DESCRIPTION OF THE TASK:
When a line in the records contains the string "MemStore", copy that line.

RECORDS TO PROCESS:
━━━━━━━━
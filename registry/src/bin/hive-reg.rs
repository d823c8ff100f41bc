// Runs a few hives against one in-memory coordination store and walks them
// through membership and shard ownership. Useful to watch the registry logs:
//
//     RUST_LOG=registry=debug cargo run --bin hive-reg

use anyhow::{bail, Context, Result};
use registry::{
    store::CoordStore, BeeId, ChannelContext, ClusterEvent, DictKey, FatalHandler, HiveId,
    MemStore, Registry, RegistryConfig, ShardGroup,
};
use std::{env, sync::Arc, time::Duration};
use tokio::sync::mpsc;
use tracing::{error, info};
use tracing_subscriber::EnvFilter;

const APP: &str = "kv";

struct Hive {
    id: HiveId,
    registry: Registry,
    events: mpsc::UnboundedReceiver<ClusterEvent>,
}

async fn start_hive(
    config: &RegistryConfig,
    store: &Arc<MemStore>,
    id: HiveId,
) -> Result<Hive> {
    let (ctx, events) = ChannelContext::new(id.clone());
    let shared: Arc<dyn CoordStore> = store.clone();
    let registry = Registry::connect(config, Arc::new(ctx), FatalHandler::default(), move |_| shared)
        .await
        .with_context(|| format!("hive {id} cannot join the registry"))?
        .context("registry is disabled")?;

    info!(hive = %id, "hive started");
    Ok(Hive {
        id,
        registry,
        events,
    })
}

/// Number of demo hives: `BH_DEMO_HIVES`, default 3. The demo needs one.
fn hive_count(var: Option<&str>) -> Result<usize> {
    let count = match var {
        Some(n) => n
            .trim()
            .parse::<usize>()
            .with_context(|| format!("BH_DEMO_HIVES={n:?} is not a number"))?,
        None => 3,
    };
    if count == 0 {
        bail!("BH_DEMO_HIVES must be at least 1");
    }
    Ok(count)
}

fn drain_events(hive: &mut Hive) {
    while let Ok(event) = hive.events.try_recv() {
        info!(hive = %hive.id, kind = ?event.kind(), peer = %event.hive(), "cluster event");
    }
}

#[tokio::main]
async fn main() -> Result<()> {
    tracing_subscriber::fmt()
        .with_env_filter(
            EnvFilter::try_from_default_env().unwrap_or_else(|_| EnvFilter::new("info")),
        )
        .init();

    let mut config = RegistryConfig::from_env()?;
    if !config.is_enabled() {
        config.addrs = vec!["mem://local".to_string()];
    }
    let count = hive_count(env::var("BH_DEMO_HIVES").ok().as_deref())?;

    info!(prefix = %config.prefix, hive_ttl = ?config.hive_ttl, count, "hive-reg starting");

    let store = Arc::new(MemStore::new());
    let mut hives = Vec::with_capacity(count);
    for _ in 0..count {
        hives.push(start_hive(&config, &store, HiveId::random()).await?);
    }

    tokio::time::sleep(Duration::from_millis(100)).await;
    for hive in &mut hives {
        drain_events(hive);
    }

    let group = ShardGroup::new(vec![DictKey::new("d1", "k1"), DictKey::new("d1", "k2")]);
    let first = BeeId::new(hives[0].id.clone(), APP, 1);
    let owner = hives[0].registry.set(&first, &group).await?;
    info!(%owner, "group assigned");

    for (i, hive) in hives.iter().enumerate().skip(1) {
        let bee = BeeId::new(hive.id.clone(), APP, i as u64 + 1);
        match hive.registry.store_or_get(&bee, &group).await {
            Ok(found) if found == owner => info!(%bee, %found, "competing claim resolved to owner"),
            Ok(found) => error!(%bee, %found, %owner, "competing claim disagrees with owner"),
            Err(e) => error!(%bee, error = %e, "competing claim failed"),
        }
    }

    for hive in hives.iter_mut().rev() {
        hive.registry.disconnect().await?;
        info!(hive = %hive.id, "hive stopped");
    }
    tokio::time::sleep(Duration::from_millis(100)).await;
    for hive in &mut hives {
        drain_events(hive);
    }

    info!("hive-reg done");
    Ok(())
}
// Values stored in the registry
//
// Shard keys and lock entries both hold an `OwnerRecord` encoded as JSON with
// the field names `hive_id` and `bee_id`. Other implementations read the same
// keys, so the field names are part of the wire format.

use crate::{
    error::{Fatal, Result},
    BeeId, HiveId,
};
use serde::{Deserialize, Serialize};
use std::fmt;

/// One partition of an application's state: a key inside a dictionary.
///
/// Ordered by dictionary, then key.
#[derive(Debug, Clone, PartialEq, Eq, PartialOrd, Ord, Hash, Serialize, Deserialize)]
pub struct DictKey {
    pub dict: String,
    pub key: String,
}

impl DictKey {
    pub fn new(dict: impl Into<String>, key: impl Into<String>) -> Self {
        Self {
            dict: dict.into(),
            key: key.into(),
        }
    }
}

impl fmt::Display for DictKey {
    fn fmt(&self, f: &mut fmt::Formatter<'_>) -> fmt::Result {
        write!(f, "{}/{}", self.dict, self.key)
    }
}

/// A set of dictionary keys that must have a single owner.
///
/// Always held sorted and without duplicates, so every operation visits the
/// keys in the same order no matter how the caller listed them.
#[derive(Debug, Clone, Default, PartialEq, Eq)]
pub struct ShardGroup(Vec<DictKey>);

impl ShardGroup {
    pub fn new(mut keys: Vec<DictKey>) -> Self {
        keys.sort();
        keys.dedup();
        Self(keys)
    }

    pub fn iter(&self) -> std::slice::Iter<'_, DictKey> {
        self.0.iter()
    }

    pub fn len(&self) -> usize {
        self.0.len()
    }

    pub fn is_empty(&self) -> bool {
        self.0.is_empty()
    }

    pub fn as_slice(&self) -> &[DictKey] {
        &self.0
    }
}

impl From<Vec<DictKey>> for ShardGroup {
    fn from(keys: Vec<DictKey>) -> Self {
        Self::new(keys)
    }
}

impl FromIterator<DictKey> for ShardGroup {
    fn from_iter<I: IntoIterator<Item = DictKey>>(iter: I) -> Self {
        Self::new(iter.into_iter().collect())
    }
}

impl<'a> IntoIterator for &'a ShardGroup {
    type Item = &'a DictKey;
    type IntoIter = std::slice::Iter<'a, DictKey>;

    fn into_iter(self) -> Self::IntoIter {
        self.0.iter()
    }
}

/// Owner of a registered key: a bee on a hive.
#[derive(Debug, Clone, PartialEq, Eq, Hash, Serialize, Deserialize)]
pub struct OwnerRecord {
    pub hive_id: HiveId,
    pub bee_id: u64,
}

impl OwnerRecord {
    pub fn new(hive_id: impl Into<HiveId>, bee_id: u64) -> Self {
        Self {
            hive_id: hive_id.into(),
            bee_id,
        }
    }

    pub fn encode(&self) -> Result<String> {
        Ok(serde_json::to_string(self)?)
    }

    /// Decodes the value stored at `key`. A value that does not parse means
    /// the registry holds something this hive did not write.
    pub fn decode(key: &str, value: &str) -> std::result::Result<Self, Fatal> {
        serde_json::from_str(value).map_err(|_| Fatal::CorruptValue {
            key: key.to_string(),
            value: value.to_string(),
        })
    }

    pub fn is_bee(&self, bee: &BeeId) -> bool {
        self.hive_id == bee.hive && self.bee_id == bee.id
    }
}

impl From<&BeeId> for OwnerRecord {
    fn from(bee: &BeeId) -> Self {
        Self {
            hive_id: bee.hive.clone(),
            bee_id: bee.id,
        }
    }
}

impl fmt::Display for OwnerRecord {
    fn fmt(&self, f: &mut fmt::Formatter<'_>) -> fmt::Result {
        write!(f, "{}#{}", self.hive_id, self.bee_id)
    }
}
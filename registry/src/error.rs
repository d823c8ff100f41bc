use crate::{record::OwnerRecord, store::StoreError, BeeId};
use thiserror::Error;

#[derive(Error, Debug)]
pub enum Error {
    #[error("Coordination store error: {0}")]
    Store(#[from] StoreError),

    #[error("Releasing lock {key} held by {holder}, not by {caller}")]
    LockNotHeld {
        key: String,
        holder: OwnerRecord,
        caller: OwnerRecord,
    },

    #[error("Cannot encode registry value: {0}")]
    Encode(#[from] serde_json::Error),

    #[error("Invalid registry configuration: {0}")]
    Config(String),

    #[error("Registry is not connected")]
    NotConnected,

    #[error("Unrecoverable: {0}")]
    Fatal(#[from] Fatal),
}

impl Error {
    pub fn is_fatal(&self) -> bool {
        matches!(self, Error::Fatal(_))
    }
}

/// Conditions after which the hive must not keep running.
///
/// These are returned, never acted on, by the component that detects them.
/// [`crate::FatalHandler`] is the single place that turns them into an abort.
#[derive(Error, Debug, Clone)]
pub enum Fatal {
    #[error("Cannot connect to registry nodes {addrs:?}: {source}")]
    ClusterSync {
        addrs: Vec<String>,
        #[source]
        source: StoreError,
    },

    #[error("Error in registering hive entry {key}: {source}")]
    Register {
        key: String,
        #[source]
        source: StoreError,
    },

    #[error("Error in updating hive entry {key} in the registry: {source}")]
    RefreshTtl {
        key: String,
        #[source]
        source: StoreError,
    },

    #[error("Error in unregistering hive entry {key}: {source}")]
    Unregister {
        key: String,
        #[source]
        source: StoreError,
    },

    #[error("Cannot read the hive directory {key}: {source}")]
    HiveDirectory {
        key: String,
        #[source]
        source: StoreError,
    },

    #[error("Watch on hive directory {key} stopped: {reason}")]
    HiveWatch { key: String, reason: String },

    #[error("Inconsistent owners for bee {bee} at {key}: {first} vs {second}")]
    SplitOwnership {
        bee: BeeId,
        key: String,
        first: OwnerRecord,
        second: OwnerRecord,
    },

    #[error("Cannot decode registry value {value:?} at {key}")]
    CorruptValue { key: String, value: String },
}

pub type Result<T> = std::result::Result<T, Error>;
use crate::error::{Error, Fatal};
use std::fmt;
use std::sync::Arc;
use tracing::error;

type Hook = dyn Fn(&Fatal) + Send + Sync;

/// The abort path for [`Fatal`] conditions.
///
/// The production handler never returns. A handler that does return (tests)
/// lets the caller see the condition as an ordinary `Error::Fatal`.
#[derive(Clone)]
pub struct FatalHandler {
    hook: Arc<Hook>,
}

impl FatalHandler {
    pub fn new(hook: impl Fn(&Fatal) + Send + Sync + 'static) -> Self {
        Self {
            hook: Arc::new(hook),
        }
    }

    /// Logs the condition and aborts the process.
    pub fn abort_process() -> Self {
        Self::new(|_| std::process::abort())
    }

    pub fn trigger(&self, fatal: &Fatal) {
        error!(error = %fatal, "unrecoverable registry failure");
        (self.hook)(fatal);
    }

    /// Passes `result` through, triggering the handler first if it carries a
    /// fatal error.
    pub fn check<T>(&self, result: Result<T, Error>) -> Result<T, Error> {
        if let Err(Error::Fatal(fatal)) = &result {
            self.trigger(fatal);
        }
        result
    }
}

impl Default for FatalHandler {
    fn default() -> Self {
        Self::abort_process()
    }
}

impl fmt::Debug for FatalHandler {
    fn fmt(&self, f: &mut fmt::Formatter<'_>) -> fmt::Result {
        f.debug_struct("FatalHandler").finish_non_exhaustive()
    }
}
// Application lock
//
// One entry per application, `<prefix>/apps/<app>/__lock__`, holding the
// owner record of the bee that holds it. The entry has no TTL: a holder that
// dies without releasing leaves the application locked.

use crate::{
    error::{Error, Result},
    paths::RegistryPaths,
    record::OwnerRecord,
    store::{CoordStore, StoreError},
    BeeId,
};
use futures::StreamExt;
use std::sync::Arc;
use tracing::{debug, trace};

#[derive(Debug, Clone)]
pub struct AppLock {
    store: Arc<dyn CoordStore>,
    paths: RegistryPaths,
}

impl AppLock {
    pub fn new(store: Arc<dyn CoordStore>, paths: RegistryPaths) -> Self {
        Self { store, paths }
    }

    /// Blocks until `bee` holds the lock of its application.
    ///
    /// Contenders are not queued: after each release every waiter retries the
    /// create and exactly one of them wins.
    pub async fn acquire(&self, bee: &BeeId) -> Result<()> {
        let key = self.paths.lock_path(&bee.app);
        let value = OwnerRecord::from(bee).encode()?;

        loop {
            match self.store.create(&key, &value, None).await {
                Ok(_) => {
                    debug!(%bee, %key, "app lock acquired");
                    return Ok(());
                }
                Err(e) if e.is_node_exist() => {}
                Err(e) => return Err(e.into()),
            }

            let mut changes = self.store.watch(&key, false).await?;

            // The holder may have released between the failed create and the
            // subscription.
            match self.store.get(&key, false).await {
                Ok(_) => {}
                Err(e) if e.is_not_found() => continue,
                Err(e) => return Err(e.into()),
            }

            trace!(%bee, %key, "waiting for app lock");
            match changes.next().await {
                Some(Ok(_)) => {}
                // Changes were dropped; any of them may have been the release.
                Some(Err(StoreError::WatchLagged { skipped, .. })) => {
                    debug!(%bee, %key, skipped, "app lock watch lagged, retrying");
                }
                Some(Err(e)) => return Err(e.into()),
                None => return Err(StoreError::WatchClosed.into()),
            }
        }
    }

    /// Releases the lock if `bee` holds it. Fails without touching the entry
    /// when someone else does.
    pub async fn release(&self, bee: &BeeId) -> Result<()> {
        let key = self.paths.lock_path(&bee.app);
        let caller = OwnerRecord::from(bee);

        let current = self.store.get(&key, false).await?;
        let holder = OwnerRecord::decode(&key, current.node.value())?;
        if holder != caller {
            return Err(Error::LockNotHeld {
                key,
                holder,
                caller,
            });
        }

        self.store.delete(&key).await?;
        debug!(%bee, %key, "app lock released");
        Ok(())
    }
}
use crate::HiveId;
use parking_lot::Mutex;
use tokio::sync::mpsc;
use tracing::warn;

/// Membership changes. Every hive emits these for every hive, itself
/// included.
#[derive(Debug, Clone, PartialEq, Eq, Hash)]
pub enum ClusterEvent {
    HiveJoined(HiveId),
    HiveLeft(HiveId),
}

impl ClusterEvent {
    pub fn kind(&self) -> EventKind {
        match self {
            ClusterEvent::HiveJoined(_) => EventKind::HiveJoined,
            ClusterEvent::HiveLeft(_) => EventKind::HiveLeft,
        }
    }

    pub fn hive(&self) -> &HiveId {
        match self {
            ClusterEvent::HiveJoined(id) | ClusterEvent::HiveLeft(id) => id,
        }
    }
}

#[derive(Debug, Clone, Copy, PartialEq, Eq, Hash)]
pub enum EventKind {
    HiveJoined,
    HiveLeft,
}

/// What the registry needs from the hosting hive.
pub trait HiveContext: Send + Sync {
    fn hive_id(&self) -> HiveId;

    /// Called once per event kind before any event of that kind is emitted.
    fn register_event(&self, kind: EventKind);

    fn emit(&self, event: ClusterEvent);
}

/// A [`HiveContext`] that forwards events into a channel.
#[derive(Debug)]
pub struct ChannelContext {
    id: HiveId,
    tx: mpsc::UnboundedSender<ClusterEvent>,
    registered: Mutex<Vec<EventKind>>,
}

impl ChannelContext {
    pub fn new(id: impl Into<HiveId>) -> (Self, mpsc::UnboundedReceiver<ClusterEvent>) {
        let (tx, rx) = mpsc::unbounded_channel();
        let ctx = Self {
            id: id.into(),
            tx,
            registered: Mutex::new(Vec::new()),
        };
        (ctx, rx)
    }

    pub fn registered(&self) -> Vec<EventKind> {
        self.registered.lock().clone()
    }
}

impl HiveContext for ChannelContext {
    fn hive_id(&self) -> HiveId {
        self.id.clone()
    }

    fn register_event(&self, kind: EventKind) {
        let mut registered = self.registered.lock();
        if !registered.contains(&kind) {
            registered.push(kind);
        }
    }

    fn emit(&self, event: ClusterEvent) {
        if self.tx.send(event).is_err() {
            warn!(hive = %self.id, "cluster event dropped, receiver is gone");
        }
    }
}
━━━━━━━━
TASK ANSWER:
    MemStore, Registry, RegistryConfig, ShardGroup,
    store: &Arc<MemStore>,
    let store = Arc::new(MemStore::new());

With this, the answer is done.